Entries shown:
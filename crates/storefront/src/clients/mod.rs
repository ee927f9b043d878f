//! Typed clients for the storefront actors.

pub mod catalog_client;
pub mod order_client;

pub use catalog_client::CatalogClient;
pub use order_client::OrderClient;
//! # Catalog Actor
//!
//! Loads the product list once and serves it for the rest of the session.
//!
//! ## Overview
//!
//! On start the actor spawns a single fetch through the injected
//! [`StorefrontApi`](crate::api::StorefrontApi) and stays `Loading` until the result is
//! posted back to its own mailbox. It then moves to `Ready(products)` or
//! `Failed(message)` and never changes again; there is no retry.
//!
//! ## Structure
//!
//! - [`actions`] - [`CatalogRequest`], [`CatalogReply`], [`CatalogEvent`] and [`CatalogStatus`]
//! - [`state`] - [`CatalogState`], the [`ActorState`](storefront_actor::ActorState) implementation
//! - [`error`] - [`CatalogError`]
//! - [`new()`] - Factory function that creates the actor and client
//!
//! ## Usage
//!
//! ```rust,ignore
//! let (actor, inner) = catalog_actor::new();
//! let catalog = CatalogClient::new(inner);
//! tokio::spawn(actor.run(api.clone()));
//!
//! match catalog.settled().await? {
//!     CatalogStatus::Ready(products) => println!("{} products", products.len()),
//!     CatalogStatus::Failed(reason) => eprintln!("{reason}"),
//!     CatalogStatus::Loading => unreachable!(),
//! }
//! ```

pub mod actions;
pub mod error;
pub mod state;

pub use actions::*;
pub use error::*;
pub use state::CatalogState;

use storefront_actor::{StateActor, StateClient};

/// Creates a new Catalog actor and its client.
pub fn new() -> (StateActor<CatalogState>, StateClient<CatalogState>) {
    StateActor::new(CatalogState::new(), 32)
}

Exercise prompt: Output exactly the lines between the one containing "repository ee927f9b043d878f" and the final line above, both inclusive.

Result:
repository ee927f9b043d878f
//! Typed clients for the storefront actors.

pub mod catalog_client;
pub mod order_client;

pub use catalog_client::CatalogClient;
pub use order_client::OrderClient;
//! # Catalog Actor
//!
//! Loads the product list once and serves it for the rest of the session.
//!
//! ## Overview
//!
//! On start the actor spawns a single fetch through the injected
//! [`StorefrontApi`](crate::api::StorefrontApi) and stays `Loading` until the result is
//! posted back to its own mailbox. It then moves to `Ready(products)` or
//! `Failed(message)` and never changes again; there is no retry.
//!
//! ## Structure
//!
//! - [`actions`] - [`CatalogRequest`], [`CatalogReply`], [`CatalogEvent`] and [`CatalogStatus`]
//! - [`state`] - [`CatalogState`], the [`ActorState`](storefront_actor::ActorState) implementation
//! - [`error`] - [`CatalogError`]
//! - [`new()`] - Factory function that creates the actor and client
//!
//! ## Usage
//!
//! ```rust,ignore
//! let (actor, inner) = catalog_actor::new();
//! let catalog = CatalogClient::new(inner);
//! tokio::spawn(actor.run(api.clone()));
//!
//! match catalog.settled().await? {
//!     CatalogStatus::Ready(products) => println!("{} products", products.len()),
//!     CatalogStatus::Failed(reason) => eprintln!("{reason}"),
//!     CatalogStatus::Loading => unreachable!(),
//! }
//! ```

pub mod actions;
pub mod error;
pub mod state;

pub use actions::*;
pub use error::*;
pub use state::CatalogState;

use storefront_actor::{StateActor, StateClient};

/// Creates a new Catalog actor and its client.
pub fn new() -> (StateActor<CatalogState>, StateClient<CatalogState>) {
    StateActor::new(CatalogState::new(), 32)
}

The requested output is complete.